13. It is thus clear that the appellant only needed to prove the extent of the damage to his motor vehicle and what it would cost to repair it without necessarily proving that, the repairs were actually done and paid for. It must always be remembered that the balance of proof on the appellant was at all times on a balance of probabilities and not higher. The claim by the appellant was not for an expense already incurred but a claim to restore his damaged motor vehicle to its pre-accident state. The value of the damage was assessed and a report produced in evidence. It was therefore not necessary to demonstrate that indeed the costs of repairs were incurred, because the report was sufficient proof on a balance of probabilities.  The appellant was not legally required or obligated to specifically prove the claim by production of receipts like in the case of special damages.

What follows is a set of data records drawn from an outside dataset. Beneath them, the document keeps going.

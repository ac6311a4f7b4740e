use crate::error::{self, Result};
use log::{debug, trace};
use secretsys_model::constants::STDIN_MARKER;
use snafu::ResultExt;
use std::fs::File;
use std::io::Read;
use std::path::{Path, PathBuf};

/// Where the secret content comes from.
#[derive(Debug, Clone, Eq, PartialEq)]
pub(crate) enum ContentSource {
    /// The process's standard input, selected with `-`.
    Stdin,
    File(PathBuf),
}

impl ContentSource {
    pub(crate) fn from_arg(arg: &str) -> Self {
        if arg == STDIN_MARKER {
            Self::Stdin
        } else {
            Self::File(PathBuf::from(arg))
        }
    }

    /// The path shown in error messages. Standard input is shown as `-`.
    pub(crate) fn path(&self) -> &Path {
        match self {
            Self::Stdin => Path::new(STDIN_MARKER),
            Self::File(path) => path,
        }
    }
}

/// Read all of the content from `source`.
///
/// `stdin` is only read when `source` is [`ContentSource::Stdin`], and it is never closed. A file
/// is closed before this returns, whether or not reading it succeeded.
pub(crate) fn read_content<R>(source: &ContentSource, stdin: &mut R) -> Result<Vec<u8>>
where
    R: Read + ?Sized,
{
    let mut data = Vec::new();
    match source {
        ContentSource::Stdin => {
            debug!("Reading secret content from stdin");
            stdin
                .read_to_end(&mut data)
                .context(error::ContentReadSnafu {
                    path: source.path(),
                })?;
        }
        ContentSource::File(path) => {
            debug!("Reading secret content from '{}'", path.display());
            let mut file = File::open(path).context(error::FileOpenSnafu { path })?;
            file.read_to_end(&mut data)
                .context(error::ContentReadSnafu { path })?;
        }
    }
    trace!("Read {} bytes of secret content", data.len());
    Ok(data)
}
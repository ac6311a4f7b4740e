use snafu::Snafu;
use std::time::Duration;

/// The `Result` type returned by `clients`.
pub type Result<T> = std::result::Result<T, Error>;

/// The public error type returned by `clients`.
#[derive(Debug, Snafu)]
pub struct Error(InnerError);

/// The private error type returned by `clients`.
#[derive(Debug, Snafu)]
#[snafu(visibility(pub(crate)))]
pub(crate) enum InnerError {
    #[snafu(display("Error initializing the Kubernetes client: {}", source))]
    Initialization { source: kube::Error },

    #[snafu(display("Unable to read kubeconfig: {}", source))]
    ConfigRead {
        source: kube::config::KubeconfigError,
    },

    #[snafu(display("Unable to create client from kubeconfig: {}", source))]
    ClientCreateKubeconfig {
        source: kube::config::KubeconfigError,
    },

    #[snafu(display("Unable to {} {}: {}", method, what, source))]
    KubeApiCall {
        method: String,
        what: String,
        source: kube::Error,
    },

    #[snafu(display("The server did not assign a uid to {} '{}'", what, name))]
    MissingUid { what: String, name: String },

    #[snafu(display("The operation was cancelled"))]
    Cancelled,

    #[snafu(display("Deadline exceeded after {:?}", timeout))]
    DeadlineExceeded { timeout: Duration },
}
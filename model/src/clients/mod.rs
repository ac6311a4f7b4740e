pub(crate) mod error;
mod secret_client;

pub use error::{Error, Result};
pub use secret_client::{submit_secret, SecretApi, SecretClient};
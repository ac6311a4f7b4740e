/*!

This library provides the secret specification sent to a cluster and the API client used to submit
it.

!*/

#![deny(
    clippy::expect_used,
    clippy::get_unwrap,
    clippy::panic,
    clippy::panic_in_result_fn,
    clippy::panicking_unwrap,
    clippy::unwrap_in_result,
    clippy::unwrap_used
)]

pub use context::ExecutionContext;
pub use secret::{labels_from_tokens, split_label, SecretId, SecretSpec};

pub mod clients;
pub mod constants;
mod context;
mod secret;
use crate::cluster::ClusterConfig;
use crate::content::{read_content, ContentSource};
use crate::error::{self, Result};
use clap::Parser;
use log::debug;
use secretsys_model::clients::{submit_secret, SecretApi};
use secretsys_model::{labels_from_tokens, split_label, ExecutionContext, SecretId, SecretSpec};
use snafu::{ensure, OptionExt, ResultExt};
use std::future::Future;
use std::io::{Read, Write};

/// Update a secret from a file or STDIN as content. Prints the id the cluster assigned.
#[derive(Debug, Parser)]
pub(crate) struct SecretUpdate {
    /// Name of the secret.
    #[clap(value_name = "SECRET")]
    name: String,

    /// Read from a file or STDIN ('-').
    #[clap(long = "file", short = 'f')]
    file: Option<String>,

    /// Secret labels (key=value). May be given more than once.
    #[clap(long = "label", short = 'l', value_parser = parse_label)]
    labels: Vec<String>,
}

impl SecretUpdate {
    pub(crate) async fn run(self, cluster: &ClusterConfig, ctx: &ExecutionContext) -> Result<()> {
        let config = self.into_config(|key| std::env::var(key).ok())?;
        let stdin = std::io::stdin();
        let stdout = std::io::stdout();
        config
            .execute(ctx, &mut stdin.lock(), &mut stdout.lock(), move || {
                cluster.client()
            })
            .await?;
        Ok(())
    }

    /// Check the arguments and turn them into an [`UpdateConfig`]. Nothing is read and nothing is
    /// sent if this fails. A bare label key is looked up with `env`.
    fn into_config<E>(self, env: E) -> Result<UpdateConfig>
    where
        E: Fn(&str) -> Option<String>,
    {
        ensure!(
            !self.name.is_empty(),
            error::ConfigurationSnafu {
                message: "The secret name must not be empty",
            }
        );
        let file = self
            .file
            .filter(|file| !file.is_empty())
            .context(error::ConfigurationSnafu {
                message: "Please specify either a file name or STDIN ('-') with --file",
            })?;
        Ok(UpdateConfig {
            name: self.name,
            source: ContentSource::from_arg(&file),
            labels: self
                .labels
                .into_iter()
                .map(|token| resolve_label(token, &env))
                .collect(),
        })
    }
}

/// A bare `key` takes the value of the environment variable of the same name, if it is set.
fn resolve_label<E>(token: String, env: &E) -> String
where
    E: Fn(&str) -> Option<String>,
{
    if token.contains('=') {
        return token;
    }
    match env(&token) {
        Some(value) => format!("{}={}", token, value),
        None => token,
    }
}

/// The validated settings of a single `secret update` invocation.
#[derive(Debug, Clone, Eq, PartialEq)]
pub(crate) struct UpdateConfig {
    name: String,
    source: ContentSource,
    labels: Vec<String>,
}

impl UpdateConfig {
    /// Read the secret content and combine it with the name and labels.
    fn secret_spec<R>(&self, stdin: &mut R) -> Result<SecretSpec>
    where
        R: Read + ?Sized,
    {
        let data = read_content(&self.source, stdin)?;
        let labels = labels_from_tokens(&self.labels);
        debug!(
            "Assembled secret '{}' with {} label(s)",
            self.name,
            labels.len()
        );
        Ok(SecretSpec::new(self.name.as_str(), labels, data))
    }

    /// Read the content, submit the secret and write the assigned id to `out`.
    ///
    /// `connect` is only called once the content has been read, so a bad source never reaches the
    /// cluster.
    async fn execute<A, F, Fut, R, W>(
        &self,
        ctx: &ExecutionContext,
        stdin: &mut R,
        out: &mut W,
        connect: F,
    ) -> Result<SecretId>
    where
        A: SecretApi,
        F: FnOnce() -> Fut,
        Fut: Future<Output = Result<A>>,
        R: Read + ?Sized,
        W: Write + ?Sized,
    {
        let spec = self.secret_spec(stdin)?;
        let api = connect().await?;
        let id = submit_secret(ctx, &api, spec)
            .await
            .context(error::ApiSnafu)?;
        report_id(out, &id)?;
        Ok(id)
    }
}

/// Write `id` and a newline, nothing else.
fn report_id<W>(out: &mut W, id: &SecretId) -> Result<()>
where
    W: Write + ?Sized,
{
    writeln!(out, "{}", id).context(error::WriteSnafu)?;
    out.flush().context(error::WriteSnafu)
}

/// Accepts `key=value` or a bare `key`. The key must be non-empty and free of whitespace.
fn parse_label(token: &str) -> std::result::Result<String, String> {
    let (key, _) = split_label(token);
    if key.is_empty() {
        return Err(format!("invalid label '{}': the key is empty", token));
    }
    if key.contains(char::is_whitespace) {
        return Err(format!("invalid label '{}': the key contains whitespace", key));
    }
    Ok(token.to_string())
}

14. I find that the trial court erred in dismissing the appellant’s claim for special damages on account of damage to the motor vehicle when there was tendered uncontroverted evidence in the assessment report produced by the assessor.  I do find the assessors evidence to have been beyond reproach and fully persuaded by it that to effect repairs would have been uneconomical. This was a case that the court was availed the evidence of loss and quantum thereof. To dismiss it as the trial court did is to this court unjust for being too technical on the rule that parties are bound by their pleadings. Indeed, there was no departure from the pleadings on record. The evidence simply showed what had been lost and how to effect a recompense. I find that the needs for repair would be uneconomical but the appellant was entitled to be compensated for the loss occasioned to him by the respondent. That loss is the pre-accident value of the car less salvage value. I find that loss to calculate as follows; - Kshs 350,000 - 100,000 = Kshs 250,000.

15. In conclusion, the appeal is allowed, the decision of the trial court disallowing the special damages claim is set aside and in its place substituted a judgment in the sum of Kshs 250,000 being the loss occasioned to the appellant by the respondent’s tortious conduct.

16. Having succeeded, I award to the appellant the costs of this appeal. I award to the appellant interest on the damages as well as on costs. The interests on the sum of special damages will be at court rates from the date of the suit while interests on costs will be calculated from the date of this judgment.

DATED SIGNED AND DELIVERED VIRTUALLY VIA MICROSOFT TEAMS THIS 9TH AUGUST 2021.

PATRICK J.O OTIENO

JUDGE

IN PRESENCE OF NO APPEARANCE FOR PARTIES.